Menteri Luar Negeri Filipina Enrique Manalo selaku pemimpin rapat mengatakan, masalah krisis iklim adalah isu universal yang mengancam keberlangsungan masyarakat ASEAN. Isu ini tidak bisa diselesaikan sendiri dan butuh bantuan dari sejumlah pihak.
Di dalam KTT ASEAN-Eropa Desember 2022, disepakati pembentukan forum Dialog Energi UE-ASEAN. Ini menjadi wadah untuk menerapkan inisitif Gerbang Dunia (Global Gateway) yang diusulkan oleh Eropa. Di dalamnya mencakup penghibahan dana sebesar 10 miliar euro untuk pembangunan infrastruktur energi terbarukan di ASEAN.
Meskipun begitu, para pakar energi di Eropa meragukan kemampuan ASEAN untuk beralih ke energi terbarukan pada 2030. Pasalnya, negara-negara di Asia Tenggara sangat bergantung pada energi fosil, terutama batubara. Bahkan, dengan berakhirnya pandemi Covid-19 diartikan semakin melonjaknya permintaan energi di kawasan ini.
Badan Energi Internasional (IEA) mengeluarkan laporan perkiraan energi Asia Tenggara edisi 2022 di laman resmi mereka. Disebutkan, sampai dengan 2030, permintaan energi di kawasan bertambah 3 persen per tahun. Sebanyak tigaperempat dari permintaan ini dipenuhi melalui energi fosil, yaitu batubara.
Emisi karbondioksida yang dihasilkan akan naik 35 persen apabila dibandingkan dengan tahun 2020. Pada laporan tahun 2019, IEA bahkan memperkirakan, pada 2040 konsumsi energi di Asia Tenggara meningkat 60 persen dari tahun 2019 dengan total emisi karbondioksida 2,4 gigaton dengan batubara sebagai pembangkit listrik tenaga uap (PLTU) sebagai penyumbang terbesar.

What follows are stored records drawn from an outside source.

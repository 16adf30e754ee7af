//! Integration tests for endpoints talking through a relay.

use playsync_engine::{
    BackendCall, ConnectionStatus, DialMode, EngineConfig, MemoryBackend, MockTransport,
    PlaybackBackend, PlaybackRole, PlayerState, ReconciliationEngine, TransportEvent,
};
use playsync_protocol::{ManualClock, PlaybackAction};
use playsync_relay::{ConnectionId, MemorySink, RelayConfig, RelayServer};
use proptest::prelude::*;
use std::sync::Arc;
use std::time::Duration;

type Engine = ReconciliationEngine<MockTransport, MemoryBackend>;

struct Peer {
    id: ConnectionId,
    sink: MemorySink,
    engine: Engine,
}

/// A relay and its endpoints wired together in memory, on one manual clock.
struct Room {
    clock: ManualClock,
    relay: RelayServer,
    peers: Vec<Peer>,
}

impl Room {
    fn new() -> Self {
        let clock = ManualClock::default();
        let relay = RelayServer::with_clock(RelayConfig::default(), Arc::new(clock.clone()));
        Self {
            clock,
            relay,
            peers: Vec::new(),
        }
    }

    fn join(&mut self, role: PlaybackRole) -> usize {
        let config = EngineConfig::default().with_role(role);
        let mut engine = ReconciliationEngine::with_backend(
            config,
            MockTransport::new(),
            MemoryBackend::new(),
            Arc::new(self.clock.clone()),
        );
        engine.connect().unwrap();

        let sink = MemorySink::new();
        let id = self.relay.accept(Box::new(sink.clone())).unwrap();
        engine.handle_transport_event(TransportEvent::Opened);
        self.peers.push(Peer { id, sink, engine });
        self.deliver();
        self.peers.len() - 1
    }

    fn engine(&mut self, peer: usize) -> &mut Engine {
        &mut self.peers[peer].engine
    }

    fn backend(&mut self, peer: usize) -> &mut MemoryBackend {
        self.peers[peer].engine.backend_mut().unwrap()
    }

    /// Moves frames from every endpoint into the relay.
    fn upload(&mut self) -> usize {
        let mut count = 0;
        for peer in &mut self.peers {
            for frame in peer.engine.transport_mut().take_sent() {
                self.relay.handle_message(peer.id, &frame);
                count += 1;
            }
        }
        count
    }

    /// Moves frames from the relay into every endpoint.
    fn deliver(&mut self) -> usize {
        let mut count = 0;
        for peer in &mut self.peers {
            for frame in peer.sink.drain() {
                peer.engine
                    .handle_transport_event(TransportEvent::Frame(frame));
                count += 1;
            }
        }
        count
    }

    fn pump(&mut self) {
        self.upload();
        self.deliver();
    }

    fn advance(&mut self, by: Duration) {
        self.clock.advance(by);
        for peer in &mut self.peers {
            peer.engine.fire_due_timers();
        }
    }
}

#[test]
fn load_reaches_every_other_endpoint_once() {
    let mut room = Room::new();
    let a = room.join(PlaybackRole::Leader);
    let b = room.join(PlaybackRole::Follower);
    let c = room.join(PlaybackRole::Follower);

    room.engine(a).load("dQw4w9WgXcQ").unwrap();
    assert_eq!(room.upload(), 1);
    assert_eq!(room.deliver(), 2);

    for peer in [b, c] {
        assert_eq!(room.engine(peer).session().item_id(), Some("dQw4w9WgXcQ"));
        assert_eq!(
            room.backend(peer).calls(),
            [BackendCall::Load("dQw4w9WgXcQ".into())]
        );
        assert!(!room.engine(peer).is_local_playing());
    }
    assert_eq!(room.backend(a).calls().len(), 1);
    assert_eq!(room.relay.stats().deliveries, 2);
}

#[test]
fn every_endpoint_sees_the_handshake() {
    let mut room = Room::new();
    let a = room.join(PlaybackRole::Follower);
    let expected = RelayConfig::default().handshake_message;
    assert_eq!(room.engine(a).last_handshake(), Some(expected.as_str()));
}

#[test]
fn late_joiner_gets_no_replay() {
    let mut room = Room::new();
    let a = room.join(PlaybackRole::Leader);
    room.join(PlaybackRole::Follower);

    room.engine(a).load("abc").unwrap();
    room.engine(a).play().unwrap();
    room.pump();

    let late = room.join(PlaybackRole::Follower);
    assert_eq!(room.engine(late).session().item_id(), None);
    assert!(room.backend(late).calls().is_empty());

    // Until the next event arrives.
    room.backend(a).set_position(30.0);
    room.engine(a).seek(30.0).unwrap();
    room.pump();
    assert_eq!(room.backend(late).seeks(), vec![30.0]);
}

#[test]
fn small_transit_does_not_seek() {
    let mut room = Room::new();
    let a = room.join(PlaybackRole::Leader);
    let b = room.join(PlaybackRole::Follower);
    room.backend(a).set_position(10.0);
    room.backend(b).set_position(10.0);

    room.engine(a).pause().unwrap();
    room.upload();
    room.clock.advance(Duration::from_millis(50));
    room.deliver();

    assert_eq!(room.backend(b).calls(), [BackendCall::Pause]);
}

#[test]
fn large_transit_seeks_then_pauses() {
    let mut room = Room::new();
    let a = room.join(PlaybackRole::Leader);
    let b = room.join(PlaybackRole::Follower);
    room.backend(a).set_position(10.0);
    room.backend(b).set_position(10.0);

    room.engine(a).pause().unwrap();
    room.upload();
    room.clock.advance(Duration::from_millis(200));
    room.deliver();

    let calls = room.backend(b).take_calls();
    assert_eq!(calls.len(), 2);
    assert!(matches!(calls[0], BackendCall::Seek(p) if (p - 10.2).abs() < 1e-9));
    assert_eq!(calls[1], BackendCall::Pause);
}

#[test]
fn applied_actions_are_not_echoed() {
    let mut room = Room::new();
    let a = room.join(PlaybackRole::Follower);
    let b = room.join(PlaybackRole::Follower);

    room.engine(a).play().unwrap();
    room.pump();
    assert!(room.engine(b).is_local_playing());

    // The follower's player reports the state change it was just told to make.
    room.advance(Duration::from_millis(20));
    room.engine(b).on_backend_state_change(PlayerState::Playing);
    assert_eq!(room.upload(), 0);
    assert!(room.peers[a].sink.frames().is_empty());
}

#[test]
fn leader_drift_pulls_followers_along() {
    let mut room = Room::new();
    let leader = room.join(PlaybackRole::Leader);
    let follower = room.join(PlaybackRole::Follower);

    room.engine(leader).play().unwrap();
    room.pump();
    room.backend(follower).take_calls();

    room.backend(leader).set_position(20.0);
    room.backend(follower).set_position(10.0);
    room.advance(Duration::from_secs(3));
    room.pump();
    assert_eq!(room.backend(follower).seeks(), vec![20.0]);

    // Back within tolerance: the next tick changes nothing.
    room.backend(follower).take_calls();
    room.backend(leader).set_position(23.0);
    room.backend(follower).set_position(22.8);
    room.advance(Duration::from_secs(3));
    room.pump();
    assert!(room.backend(follower).calls().is_empty());

    // Followers never emit drift corrections of their own.
    assert_eq!(room.engine(follower).stats().drift_ticks, 0);
    assert_eq!(room.engine(leader).stats().drift_ticks, 2);
}

#[test]
fn leader_started_remotely_corrects_drift() {
    let mut room = Room::new();
    let leader = room.join(PlaybackRole::Leader);
    let follower = room.join(PlaybackRole::Follower);

    room.engine(follower).play().unwrap();
    room.pump();
    assert_eq!(room.backend(leader).calls(), [BackendCall::Play]);
    assert!(room.engine(leader).is_local_playing());
    assert!(room.engine(leader).session().is_playing());

    room.backend(follower).take_calls();
    room.backend(leader).set_position(20.0);
    room.backend(follower).set_position(10.0);
    room.advance(Duration::from_secs(3));
    room.pump();
    assert_eq!(room.backend(follower).seeks(), vec![20.0]);
    assert_eq!(room.engine(leader).stats().drift_ticks, 1);

    // A remote pause stops it again.
    room.advance(Duration::from_millis(200));
    room.engine(follower).pause().unwrap();
    room.pump();
    assert!(!room.engine(leader).is_local_playing());
    room.advance(Duration::from_secs(10));
    assert_eq!(room.upload(), 0);
}

#[test]
fn paused_leader_stops_drift() {
    let mut room = Room::new();
    let leader = room.join(PlaybackRole::Leader);
    room.join(PlaybackRole::Follower);

    room.engine(leader).play().unwrap();
    room.engine(leader).pause().unwrap();
    room.pump();

    room.advance(Duration::from_secs(10));
    assert_eq!(room.upload(), 0);
}

#[test]
fn dropped_connection_reconnects_after_delay() {
    let mut room = Room::new();
    let a = room.join(PlaybackRole::Follower);
    let id = room.peers[a].id;

    room.relay.disconnect(id).unwrap();
    room.engine(a).handle_transport_event(TransportEvent::Closed);
    assert_eq!(room.engine(a).status(), ConnectionStatus::Disconnected);

    room.advance(Duration::from_secs(3));
    assert_eq!(room.engine(a).status(), ConnectionStatus::Connecting);
    assert_eq!(room.engine(a).transport().open_count(), 2);
}

#[test]
fn inbound_endpoint_stays_down() {
    let clock = ManualClock::default();
    let config = EngineConfig::default().with_dial_mode(DialMode::Inbound);
    let mut engine: Engine =
        ReconciliationEngine::new(config, MockTransport::new(), Arc::new(clock.clone()));
    engine.connect().unwrap();
    engine.handle_transport_event(TransportEvent::Opened);
    engine.handle_transport_event(TransportEvent::Closed);

    clock.advance(Duration::from_secs(30));
    engine.fire_due_timers();
    assert_eq!(engine.status(), ConnectionStatus::Disconnected);
    assert_eq!(engine.transport().open_count(), 1);
}

proptest! {
    #![proptest_config(ProptestConfig::with_cases(64))]

    #[test]
    fn follower_converges_on_last_seek(
        positions in prop::collection::vec(0.0f64..3_600.0, 1..20),
        start in 0.0f64..3_600.0,
    ) {
        let mut room = Room::new();
        let leader = room.join(PlaybackRole::Leader);
        let follower = room.join(PlaybackRole::Follower);
        room.backend(follower).set_position(start);

        for position in &positions {
            room.engine(leader).seek(*position).unwrap();
            room.pump();
        }

        let last = *positions.last().unwrap();
        let local = room.backend(follower).current_position();
        prop_assert!((local - last).abs() <= PlaybackAction::Seek.seek_threshold());
    }
}
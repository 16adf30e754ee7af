//! Configuration for an endpoint.

use playsync_protocol::PlaybackAction;
use std::fmt;
use std::str::FromStr;
use std::time::Duration;

/// Whether this endpoint actively drives playback for the session.
#[derive(Debug, Clone, Copy, PartialEq, Eq)]
pub enum PlaybackRole {
    /// Drives playback and periodically broadcasts its position.
    Leader,
    /// Follows the leader; never emits drift corrections.
    Follower,
}

impl FromStr for PlaybackRole {
    type Err = String;

    fn from_str(s: &str) -> Result<Self, Self::Err> {
        match s.to_ascii_lowercase().as_str() {
            "leader" | "host" => Ok(PlaybackRole::Leader),
            "follower" | "guest" => Ok(PlaybackRole::Follower),
            other => Err(format!("unknown role: {}", other)),
        }
    }
}

impl fmt::Display for PlaybackRole {
    fn fmt(&self, f: &mut fmt::Formatter<'_>) -> fmt::Result {
        match self {
            PlaybackRole::Leader => f.write_str("leader"),
            PlaybackRole::Follower => f.write_str("follower"),
        }
    }
}

/// How this endpoint's connection is established.
#[derive(Debug, Clone, Copy, PartialEq, Eq)]
pub enum DialMode {
    /// Connects to a known target and reconnects after an unsolicited close.
    DialOut,
    /// Is connected to; never reconnects on its own.
    Inbound,
}

impl FromStr for DialMode {
    type Err = String;

    fn from_str(s: &str) -> Result<Self, Self::Err> {
        match s.to_ascii_lowercase().as_str() {
            "dial-out" | "dialout" => Ok(DialMode::DialOut),
            "inbound" => Ok(DialMode::Inbound),
            other => Err(format!("unknown dial mode: {}", other)),
        }
    }
}

/// Configuration for a reconciliation engine.
#[derive(Debug, Clone)]
pub struct EngineConfig {
    /// Relay URL.
    pub url: String,
    /// Initial playback role.
    pub role: PlaybackRole,
    /// Connection posture.
    pub dial_mode: DialMode,
    /// How long outbound sends are dropped after a remote action arrives.
    pub transport_suppression: Duration,
    /// How long backend notifications are attributed to a remote apply.
    pub backend_suppression: Duration,
    /// Interval between drift corrections while leading and playing.
    pub drift_interval: Duration,
    /// Delay before the single reconnect attempt after an unsolicited close.
    pub reconnect_delay: Duration,
    /// Seek threshold for PLAY and PAUSE, in seconds.
    pub play_pause_threshold: f64,
    /// Seek threshold for SEEK, in seconds.
    pub seek_threshold: f64,
}

impl EngineConfig {
    /// Creates a configuration with the default timings.
    pub fn new(url: impl Into<String>) -> Self {
        Self {
            url: url.into(),
            role: PlaybackRole::Follower,
            dial_mode: DialMode::DialOut,
            transport_suppression: Duration::from_millis(100),
            backend_suppression: Duration::from_millis(150),
            drift_interval: Duration::from_secs(3),
            reconnect_delay: Duration::from_secs(3),
            play_pause_threshold: PlaybackAction::PLAY_PAUSE_THRESHOLD,
            seek_threshold: PlaybackAction::SEEK_THRESHOLD,
        }
    }

    /// Sets the playback role.
    pub fn with_role(mut self, role: PlaybackRole) -> Self {
        self.role = role;
        self
    }

    /// Sets the dial mode.
    pub fn with_dial_mode(mut self, dial_mode: DialMode) -> Self {
        self.dial_mode = dial_mode;
        self
    }

    /// Sets both suppression windows.
    pub fn with_suppression(mut self, transport: Duration, backend: Duration) -> Self {
        self.transport_suppression = transport;
        self.backend_suppression = backend;
        self
    }

    /// Sets the drift-correction interval.
    pub fn with_drift_interval(mut self, interval: Duration) -> Self {
        self.drift_interval = interval;
        self
    }

    /// Sets the reconnect delay.
    pub fn with_reconnect_delay(mut self, delay: Duration) -> Self {
        self.reconnect_delay = delay;
        self
    }

    /// Sets the seek thresholds.
    pub fn with_thresholds(mut self, play_pause: f64, seek: f64) -> Self {
        self.play_pause_threshold = play_pause;
        self.seek_threshold = seek;
        self
    }

    /// Returns the seek threshold that applies to `action`.
    pub fn threshold_for(&self, action: PlaybackAction) -> f64 {
        match action {
            PlaybackAction::Play | PlaybackAction::Pause => self.play_pause_threshold,
            PlaybackAction::Seek => self.seek_threshold,
        }
    }
}

impl Default for EngineConfig {
    fn default() -> Self {
        Self::new("ws://127.0.0.1:8080")
    }
}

Direktur Eksekutif IEA Fatih Birol menekankan pentingnya kebijakan politik yang kuat. Per 2020 saja nilai impor minyak Asia Tenggara sudah mencapai 50 miliar dollar AS. Tanpa perubahan ke energi terbarukan, impor minyak akan bertambah berkali-kali lipat.
”Investasi rata-rata di Asia Tenggara sepanjang periode 2016-2020 adalah 70 miliar dollar AS. Jika ingin kawasan ini segera beralih ke energi bersih harus ada investasi setiap tahun sebesar 190 miliar dollar AS,” ujar Birol.
ASEAN masih mencari berbagai pilihan. Setiap negara anggota memiliki peta jalan yang berbeda karena disesuaikan kebutuhan masing-masing dan karakteristik geografis mereka. Khusus untuk Indonesia, ada tawaran dari Polandia yang disampaikan oleh Wakil Menlu Wojciech Gerwel ketika melawat ke Jakarta pada Mei lalu. Polandia memiliki pengalaman serupa dengan Indonesia yang mengandalkan energi batubara. Sekarang, negara ini memiliki pertumbuhan ekonomi paling pesat di UE.
Ia menjelaskan, langkah yang bisa diambil adalah mengurangi energi fosil dengan membangun pembangkit energi terbarukan secara bertahap. Pada saat yang sama, harus ada peremajaan PLTU agar memakai teknologi pengurangan ataupun penangkapan karbon guna menurunkan kadar pencemarannya (Kompas.id, 23 Mei 2023).